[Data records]
+===+

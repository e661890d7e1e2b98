use std::thread;
use std::time::Duration;

use log::{debug, warn};

use crate::config::EvaluatorConfig;

/// Bounded retry loop around a blocking request. The caller never sees the
/// individual attempts, only the final outcome.
#[derive(Debug, Clone, Copy, PartialEq, Eq)]
pub struct RetryPolicy {
    pub max_attempts: u32,
    pub timeout: Duration,
    pub retry_delay: Duration,
}

impl Default for RetryPolicy {
    fn default() -> Self {
        Self {
            max_attempts: 3,
            timeout: Duration::from_secs(60),
            retry_delay: Duration::from_millis(500),
        }
    }
}

impl RetryPolicy {
    pub fn from_config(config: &EvaluatorConfig) -> Self {
        Self {
            max_attempts: config.max_retries.max(1),
            timeout: config.timeout(),
            retry_delay: Duration::from_millis(config.retry_delay_ms),
        }
    }

    /// Runs `attempt(n, timeout)` for n = 1..=max_attempts until it succeeds,
    /// sleeping `retry_delay` between failures. Returns the last error when
    /// every attempt failed.
    pub fn run<T, E, F>(&self, mut attempt: F) -> Result<T, E>
    where
        E: std::fmt::Display,
        F: FnMut(u32, Duration) -> Result<T, E>,
    {
        let attempts = self.max_attempts.max(1);
        let mut n = 1;
        loop {
            debug!("evaluator attempt {n}/{attempts}");
            match attempt(n, self.timeout) {
                Ok(value) => return Ok(value),
                Err(err) if n < attempts => {
                    warn!("evaluator attempt {n}/{attempts} failed: {err}");
                    if !self.retry_delay.is_zero() {
                        thread::sleep(self.retry_delay);
                    }
                    n += 1;
                }
                Err(err) => {
                    warn!("evaluator gave up after {attempts} attempt(s): {err}");
                    return Err(err);
                }
            }
        }
    }
}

+===+

▶ THE TASK
An exact copy of the lines from the one with "fn default() ->" through the final line of the entries is the whole answer.

▶ OUTPUT FOR THIS TASK
    fn default() -> Self {
        Self {
            max_attempts: 3,
            timeout: Duration::from_secs(60),
            retry_delay: Duration::from_millis(500),
        }
    }
}

impl RetryPolicy {
    pub fn from_config(config: &EvaluatorConfig) -> Self {
        Self {
            max_attempts: config.max_retries.max(1),
            timeout: config.timeout(),
            retry_delay: Duration::from_millis(config.retry_delay_ms),
        }
    }

    /// Runs `attempt(n, timeout)` for n = 1..=max_attempts until it succeeds,
    /// sleeping `retry_delay` between failures. Returns the last error when
    /// every attempt failed.
    pub fn run<T, E, F>(&self, mut attempt: F) -> Result<T, E>
    where
        E: std::fmt::Display,
        F: FnMut(u32, Duration) -> Result<T, E>,
    {
        let attempts = self.max_attempts.max(1);
        let mut n = 1;
        loop {
            debug!("evaluator attempt {n}/{attempts}");
            match attempt(n, self.timeout) {
                Ok(value) => return Ok(value),
                Err(err) if n < attempts => {
                    warn!("evaluator attempt {n}/{attempts} failed: {err}");
                    if !self.retry_delay.is_zero() {
                        thread::sleep(self.retry_delay);
                    }
                    n += 1;
                }
                Err(err) => {
                    warn!("evaluator gave up after {attempts} attempt(s): {err}");
                    return Err(err);
                }
            }
        }
    }
}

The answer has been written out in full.